Barbary Partridge (Alectoris barbara)

Barbary Partridge

[order] GALLIFORMES | [family] Phasianidae | [latin] Alectoris barbara | [UK] Barbary Partridge | [FR] Perdrix gambra | [DE] Felsenhuhn | [ES] Perdiz Moruna | [NL] Barbarijnse Patrijs


Genus Species subspecies Breeding Range Breeding Range 2 Non Breeding Range
Alectoris barbara AF n
Alectoris barbara barbara ne Morocco to n Tunesia
Alectoris barbara barbata ne Libya, nw Egypt
Alectoris barbara koenigi Canary Is., nw Morocco
Alectoris barbara spatzi s Morocco to c and s Algeria and s Tunesia

Physical charateristics

Head lacks characteristic pattern of other Alectoris, with grey-white face and throat and deep white-spotted, pink collar not ending in necklace and contrasting less. Scapulars show well-developed rufous spots on bluish ground. Underparts noticeably sandy-buff, making mainly chestnut flank bars less noticeable than on congeners.

Listen to the sound of Barbary Partridge

[audio: Partridge.mp3]

Copyright remark: Most sounds derived from xeno-canto

wingspan min.: 46 cm wingspan max.: 49 cm
size min.: 32 cm size max.: 34 cm
incubation min.: 24 days incubation max.: 26 days
fledging min.: 7 days fledging max.: 26 days
broods: 1   eggs min.: 10  
      eggs max.: 14  


Africa : North


In Mediterranean, steppe, and desert zones, at various altitudes up to 3300 m in High Atlas. Catholic in choice of habitats found on bare stony hills, in scrub, woodland, locally in orchards. In desert regions, largely in stands of shrubs along dry river beds.

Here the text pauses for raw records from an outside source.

use std::io::{Read, Write};
use std::net::{SocketAddr, TcpListener, TcpStream, UdpSocket};
use std::sync::Arc;
use std::thread;
use anyhow::{Context as _, Result};
use tracing::{error, info, warn};
use crate::context::{Context, ListenerContext, ListenerProtocol};
use crate::handler::QueryHandler;
use crate::pair::BytesPair;
use crate::resolver::SocksResolver;

pub trait DnsServer {
    fn start(&self) -> Result<()>;
}

/// Framing for one inbound exchange: one message in, at most one reply out.
pub trait Transport {
    fn peer(&self) -> SocketAddr;
    fn read_message(&mut self) -> Result<Vec<u8>>;
    fn write_reply(&mut self, buf: &[u8]) -> Result<()>;
}

/// DNS over a stream: every message carries a 2-byte big-endian length.
pub struct StreamTransport<S> {
    stream: S,
    peer: SocketAddr,
}

impl<S: Read + Write> StreamTransport<S> {
    pub fn new(stream: S, peer: SocketAddr) -> Self {
        Self {
            stream,
            peer
        }
    }
}

impl<S: Read + Write> Transport for StreamTransport<S> {
    fn peer(&self) -> SocketAddr {
        self.peer
    }

    // The length prefix is trusted: exactly that many bytes are read and
    // anything after them is left on the stream. A connection that ends
    // before the prefixed length is an error and gets no reply.
    fn read_message(&mut self) -> Result<Vec<u8>> {
        let len = BytesPair::read(&mut self.stream)?.to_u16();

        let mut buf = vec![0u8; len as usize];
        self.stream
            .read_exact(&mut buf)
            .with_context(|| format!("reading a {} byte message", len))?;

        Ok(buf)
    }

    fn write_reply(&mut self, buf: &[u8]) -> Result<()> {
        let len = u16::try_from(buf.len()).context("reply does not fit a length prefix")?;

        BytesPair::from(len).write(&mut self.stream)?;
        self.stream.write_all(buf).context("write reply")?;
        self.stream.flush().context("flush reply")?;

        Ok(())
    }
}

/// DNS over datagrams: the datagram is the message, the reply goes back
/// unframed to the sender.
pub struct DatagramTransport {
    socket: Arc<UdpSocket>,
    peer: SocketAddr,
    message: Vec<u8>,
}

impl DatagramTransport {
    pub fn new(socket: Arc<UdpSocket>, peer: SocketAddr, message: Vec<u8>) -> Self {
        Self {
            socket,
            peer,
            message
        }
    }
}

impl Transport for DatagramTransport {
    fn peer(&self) -> SocketAddr {
        self.peer
    }

    fn read_message(&mut self) -> Result<Vec<u8>> {
        Ok(std::mem::take(&mut self.message))
    }

    fn write_reply(&mut self, buf: &[u8]) -> Result<()> {
        self.socket
            .send_to(buf, self.peer)
            .with_context(|| format!("send reply to {}", self.peer))?;

        Ok(())
    }
}

/// Runs one exchange. A malformed query is dropped without a reply.
pub fn serve<T: Transport>(handler: &QueryHandler, transport: &mut T) -> Result<()> {
    let msg = transport.read_message()?;

    match handler.handle(&msg) {
        Ok(reply) => transport.write_reply(&reply),
        Err(e) => {
            warn!("Dropping query from {}: {}", transport.peer(), e);

            Ok(())
        }
    }
}

fn spawn_unit<T: Transport + Send + 'static>(handler: &QueryHandler, mut transport: T) {
    let handler = handler.clone();
    let peer = transport.peer();

    let spawned = thread::Builder::new()
        .name(format!("query-{}", peer))
        .spawn(move || {
            if let Err(e) = serve(&handler, &mut transport) {
                error!("Error serving {}: {:#}", transport.peer(), e);
            }
        });

    if let Err(e) = spawned {
        error!("Failed to spawn a handler for {}: {}", peer, e);
    }
}

pub struct UdpDnsServer {
    listener: ListenerContext,
    handler: QueryHandler,
}

impl UdpDnsServer {
    pub fn new(listener: ListenerContext, handler: QueryHandler) -> Self {
        Self {
            listener,
            handler
        }
    }

    pub fn serve_on(&self, socket: UdpSocket) -> Result<()> {
        let socket = Arc::new(socket);
        let mut buf = vec![0u8; self.listener.max_packet_buf];

        loop {
            match socket.recv_from(&mut buf) {
                Ok((size, source)) => {
                    let transport = DatagramTransport::new(socket.clone(), source, buf[..size].to_vec());

                    spawn_unit(&self.handler, transport);
                }
                Err(e) => {
                    error!("Error receiving query: {}", e);
                }
            }
        }
    }
}

impl DnsServer for UdpDnsServer {
    fn start(&self) -> Result<()> {
        let socket = UdpSocket::bind(self.listener.to_addr())
            .with_context(|| format!("failed to bind {}", self.listener))?;
        info!("Listening on {}", self.listener);

        self.serve_on(socket)
    }
}

pub struct TcpDnsServer {
    listener: ListenerContext,
    handler: QueryHandler,
}

impl TcpDnsServer {
    pub fn new(listener: ListenerContext, handler: QueryHandler) -> Self {
        Self {
            listener,
            handler
        }
    }

    pub fn serve_on(&self, listener: TcpListener) -> Result<()> {
        loop {
            match listener.accept() {
                Ok((stream, source)) => {
                    spawn_unit(&self.handler, StreamTransport::<TcpStream>::new(stream, source));
                }
                Err(e) => {
                    error!("Error accepting connection: {}", e);
                }
            }
        }
    }
}

impl DnsServer for TcpDnsServer {
    fn start(&self) -> Result<()> {
        let listener = TcpListener::bind(self.listener.to_addr())
            .with_context(|| format!("failed to bind {}", self.listener))?;
        info!("Listening on {}", self.listener);

        self.serve_on(listener)
    }
}

pub fn new_server(ctx: &Context) -> Box<dyn DnsServer> {
    let resolver = Arc::new(SocksResolver::from(&ctx.proxy));
    let handler = QueryHandler::new(resolver, ctx.server.answer_ttl);

    match ctx.listener.proto {
        ListenerProtocol::UDP => Box::new(UdpDnsServer::new(ctx.listener.clone(), handler)),
        ListenerProtocol::TCP => Box::new(TcpDnsServer::new(ctx.listener.clone(), handler)),
    }
}
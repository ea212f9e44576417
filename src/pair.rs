use anyhow::{Context, Result};
use std::io::{Read, Write};

/// A big-endian u16 split into its two octets.
#[derive(Default, Debug, PartialEq, Eq, Clone, Copy)]
pub struct BytesPair(pub(crate) u8, pub(crate) u8);

impl BytesPair {
    pub fn from(value: u16) -> Self {
        Self((value >> 8) as u8, (value & 0xFF) as u8)
    }

    pub fn to_u16(&self) -> u16 {
        (self.0 as u16) << 8 | self.1 as u16
    }

    pub fn bytes(&self) -> Vec<u8> {
        [self.0, self.1].to_vec()
    }

    pub fn read<R: Read>(reader: &mut R) -> Result<Self> {
        let mut buf = [0u8; 2];

        reader.read_exact(&mut buf).context("read length prefix")?;

        Ok(Self(buf[0], buf[1]))
    }

    pub fn write<W: Write>(&self, writer: &mut W) -> Result<()> {
        writer.write_all(&[self.0, self.1]).context("write length prefix")?;

        Ok(())
    }
}
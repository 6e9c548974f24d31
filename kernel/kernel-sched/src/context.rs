//! Initial execution context for new tasks.
//!
//! A task that has never run has no saved state to restore, so `start()`
//! fabricates one: the top of the fresh kernel stack is laid out as if the
//! task had been switched away from at the platform trampoline. The layout
//! is the contract between this module and the context-transfer primitive —
//! nothing else reads these structs.
//!
//! All fields are `u32`: on the 32-bit target, registers, pointers and
//! function addresses coincide with `u32`. Hosted tests treat the frames as
//! plain data and never resume them.

use crate::EntryFn;
use kernel_memory_addresses::{PAGE_SIZE, VirtualAddress};

/// The interrupt-entry frame, as pushed by the interrupt stubs.
///
/// Occupies the fixed topmost region of every task's kernel stack page. The
/// interrupt layer owns its contents; the scheduler only reserves the room.
#[repr(C)]
pub struct InterruptFrame {
    pub vec_no: u32,
    pub edi: u32,
    pub esi: u32,
    pub ebp: u32,
    /// Pushed by `pushad` but ignored by `popad`.
    pub esp_dummy: u32,
    pub ebx: u32,
    pub edx: u32,
    pub ecx: u32,
    pub eax: u32,
    pub gs: u32,
    pub fs: u32,
    pub es: u32,
    pub ds: u32,
    pub err_code: u32,
    pub eip: u32,
    pub cs: u32,
    pub eflags: u32,
    pub esp: u32,
    pub ss: u32,
}

/// The frame the context-transfer primitive saves and restores.
///
/// On every switch, the outgoing task's callee-saved registers and return
/// address sit in this shape on its own kernel stack. For a brand-new task,
/// [`SwitchFrame::initial`] fakes that state: `eip` points at the platform
/// trampoline, and the two trailing slots are what the trampoline — entered
/// by `ret`, not `call` — sees as its arguments.
#[repr(C)]
#[derive(Copy, Clone)]
pub struct SwitchFrame {
    pub ebp: u32,
    pub ebx: u32,
    pub edi: u32,
    pub esi: u32,
    /// Resume address: the trampoline on first dispatch, a return address
    /// into `schedule()` ever after.
    pub eip: u32,
    /// Placeholder where the trampoline expects a return address.
    ret_pad: u32,
    /// The task body, invoked by the trampoline.
    pub function: u32,
    /// Argument passed to the task body.
    pub arg: u32,
}

impl SwitchFrame {
    /// Fabricate the first-dispatch frame for `entry(arg)`.
    #[must_use]
    pub fn initial(trampoline: VirtualAddress, entry: EntryFn, arg: usize) -> Self {
        Self {
            ebp: 0,
            ebx: 0,
            edi: 0,
            esi: 0,
            eip: trampoline.as_u32(),
            ret_pad: 0,
            function: entry as usize as u32,
            arg: arg as u32,
        }
    }
}

/// Byte offset inside a task's stack page where the initial [`SwitchFrame`]
/// lives: below the reserved [`InterruptFrame`] region at the very top.
#[must_use]
pub const fn initial_frame_offset() -> u32 {
    PAGE_SIZE - size_of::<InterruptFrame>() as u32 - size_of::<SwitchFrame>() as u32
}

const _: () = {
    assert!(size_of::<InterruptFrame>() == 19 * 4);
    assert!(size_of::<SwitchFrame>() == 8 * 4);
};

#[cfg(test)]
mod tests {
    use super::*;

    extern "C" fn entry(_arg: usize) {}

    #[test]
    fn initial_frame_resumes_at_the_trampoline() {
        let tramp = VirtualAddress::new(0xc000_4000);
        let f = SwitchFrame::initial(tramp, entry, 42);
        assert_eq!(f.eip, tramp.as_u32());
        assert_eq!(f.arg, 42);
        assert_eq!((f.ebp, f.ebx, f.edi, f.esi), (0, 0, 0, 0));
    }

    #[test]
    fn frame_sits_below_the_interrupt_region() {
        let off = initial_frame_offset();
        assert_eq!(
            off as usize + size_of::<SwitchFrame>() + size_of::<InterruptFrame>(),
            PAGE_SIZE as usize
        );
    }
}
//! Virtual-page reservation bitmaps.
//!
//! One instance tracks the process-wide kernel heap range; each process
//! carries its own instance for the user range inside its control block.
//! A set bit means the virtual page is reserved. Page-table installation is
//! synchronous with reservation, so reserved pages are mapped pages.

use crate::Bitmap;
use kernel_info::memory::{KERNEL_SPLIT, USER_IMAGE_BASE};
use kernel_memory_addresses::{PAGE_SIZE, VirtualAddress};

/// A bitmap allocator over a contiguous virtual-page range.
pub struct VirtualAddressSpace {
    bitmap: Bitmap,
    base: VirtualAddress,
}

impl VirtualAddressSpace {
    /// A space of `pages` virtual pages starting at `base`.
    #[must_use]
    pub fn new(base: VirtualAddress, pages: usize) -> Self {
        assert!(base.is_page_aligned(), "space base must be page-aligned");
        assert!(pages % 8 == 0, "space size must fill whole bitmap bytes");
        Self {
            bitmap: Bitmap::new(pages / 8),
            base,
        }
    }

    /// The standard user-region space for one process: image base up to the
    /// kernel split.
    #[must_use]
    pub fn user_default() -> Self {
        let pages = (KERNEL_SPLIT - USER_IMAGE_BASE) / PAGE_SIZE;
        Self::new(VirtualAddress::new(USER_IMAGE_BASE), (pages / 8 * 8) as usize)
    }

    #[must_use]
    pub const fn base(&self) -> VirtualAddress {
        self.base
    }

    /// Virtual pages tracked.
    #[must_use]
    pub fn page_capacity(&self) -> usize {
        self.bitmap.len_bits()
    }

    /// Reserve `count` contiguous virtual pages; `None` if no run is free.
    pub fn reserve(&mut self, count: usize) -> Option<VirtualAddress> {
        let start = self.bitmap.scan(count)?;
        self.bitmap.set_range(start, count, true);
        Some(self.base + (start as u32) * PAGE_SIZE)
    }

    /// Reserve the specific page containing `va`.
    ///
    /// Used when the caller already owns the address (extending an existing
    /// region) and only needs the bookkeeping bit.
    ///
    /// # Panics
    /// If `va` is outside this space or its page is already reserved.
    pub fn mark(&mut self, va: VirtualAddress) {
        let bit = self.bit_of(va);
        assert!(
            !self.bitmap.test(bit),
            "virtual page {va} is already reserved"
        );
        self.bitmap.set(bit, true);
    }

    /// Release `count` pages starting at `start`.
    ///
    /// # Panics
    /// If any page in the range was not reserved.
    pub fn release(&mut self, start: VirtualAddress, count: usize) {
        let first = self.bit_of(start);
        for bit in first..first + count {
            assert!(
                self.bitmap.test(bit),
                "releasing an unreserved virtual page in {start}+{count}"
            );
            self.bitmap.set(bit, false);
        }
    }

    fn bit_of(&self, va: VirtualAddress) -> usize {
        assert!(va.is_page_aligned(), "unaligned virtual address {va}");
        assert!(
            va >= self.base,
            "virtual address {va} below space base {}",
            self.base
        );
        let bit = ((va.as_u32() - self.base.as_u32()) / PAGE_SIZE) as usize;
        assert!(
            bit < self.bitmap.len_bits(),
            "virtual address {va} beyond space end"
        );
        bit
    }
}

Barbary partrigdes breed monogamously, pairing occurs from February to March or April depending on latitude. Males appear to defend females rather than territory, this finding is in dispute, however. Males often desert the female after egg-laying. In early fall males rejoin the brood during covey formation. Coveys are formed by one or more broods, often shortly after hatching. Eggs are laid at a rate of one per day to one per 2 days. Clutch size ranges from 10 to 20 eggs, with an average of 15.
Clutch size is greatly reduced in drought years; in extreme drought, breeding may not occur at all. Double brooding (production of two consecutive broods in one season) was reported from captive birds, and is suspected to occur in wild birds . Renesting following clutch loss is normal. The incubation period is typically 24 days. The precocial young leave the nest shortly after hatching. Individual flight attempts are usually made by about 2 weeks of age and as early as 10 days after hatching, brood flights (where the entire brood makes a flight together) occur by 3 weeks of age, and by 4 weeks of age the chicks have formed flight habits similar to those of adult Rock partrigdess. The brood and the adult female remain near each other. Rock partrigdes nests are depressions scratched in the ground and lined with leaves and feathers, usually well camouflaged under shrubs or among rocks.

Feeding habits

The Barbary Partridge takes a wide variety of seeds and some insect food.


This species has a very large range, and hence does not approach the thresholds for Vulnerable under the range size criterion (Extent of Occurrence <20,000 km2 combined with a declining or fluctuating range size, habitat extent/quality, or population size and a small number of locations or severe fragmentation). Despite the fact that the population trend appears to be decreasing, the decline is not believed to be sufficiently rapid to approach the thresholds for Vulnerable under the population trend criterion (>30% decline over ten years or three generations). The population size has not been quantified, but it is not believed to approach the thresholds for Vulnerable under the population size criterion (<10,000 mature individuals with a continuing decline estimated to be >10% in ten years or three generations, or with a specified population structure). For these reasons the species is evaluated as Least Concern.
Alectoris barbara has a predominantly North African distribution, but also occurs in
Europe in the Canary Islands, Gibraltar and Sardinia (Italy). Its European breeding
population is small (as few as 7,500 pairs), and underwent a large decline between
1970-1990. Although the species increased in the Canary Islands during 1990-2000,
the trend of the other key population in Sardinia was unknown. Nevertheless, its
population size probably still renders it susceptible to the risks affecting small
populations, and consequently it is provisionally evaluated as Rare.
This partridge is mainly a bird of North Africa, but it is known from Sardinia, Gibraltar, south-eastern Iberia and the Canary islands. The populations of Gibraltar and Spain, estimated at 50 breeding pairs each, seem fairly stable but vulnerable. However, those of Sardinia and the Canary islands, estimated at 3600-11000 breeding pairs, are strongly decreasing because of maybe on over-hunting, poaching, but also use of pesticides and habitat changes.
Barbary Partridge status Least Concern


Mainly sedentary, but descends from upper zones of Atlas Mts during heavy winter snows.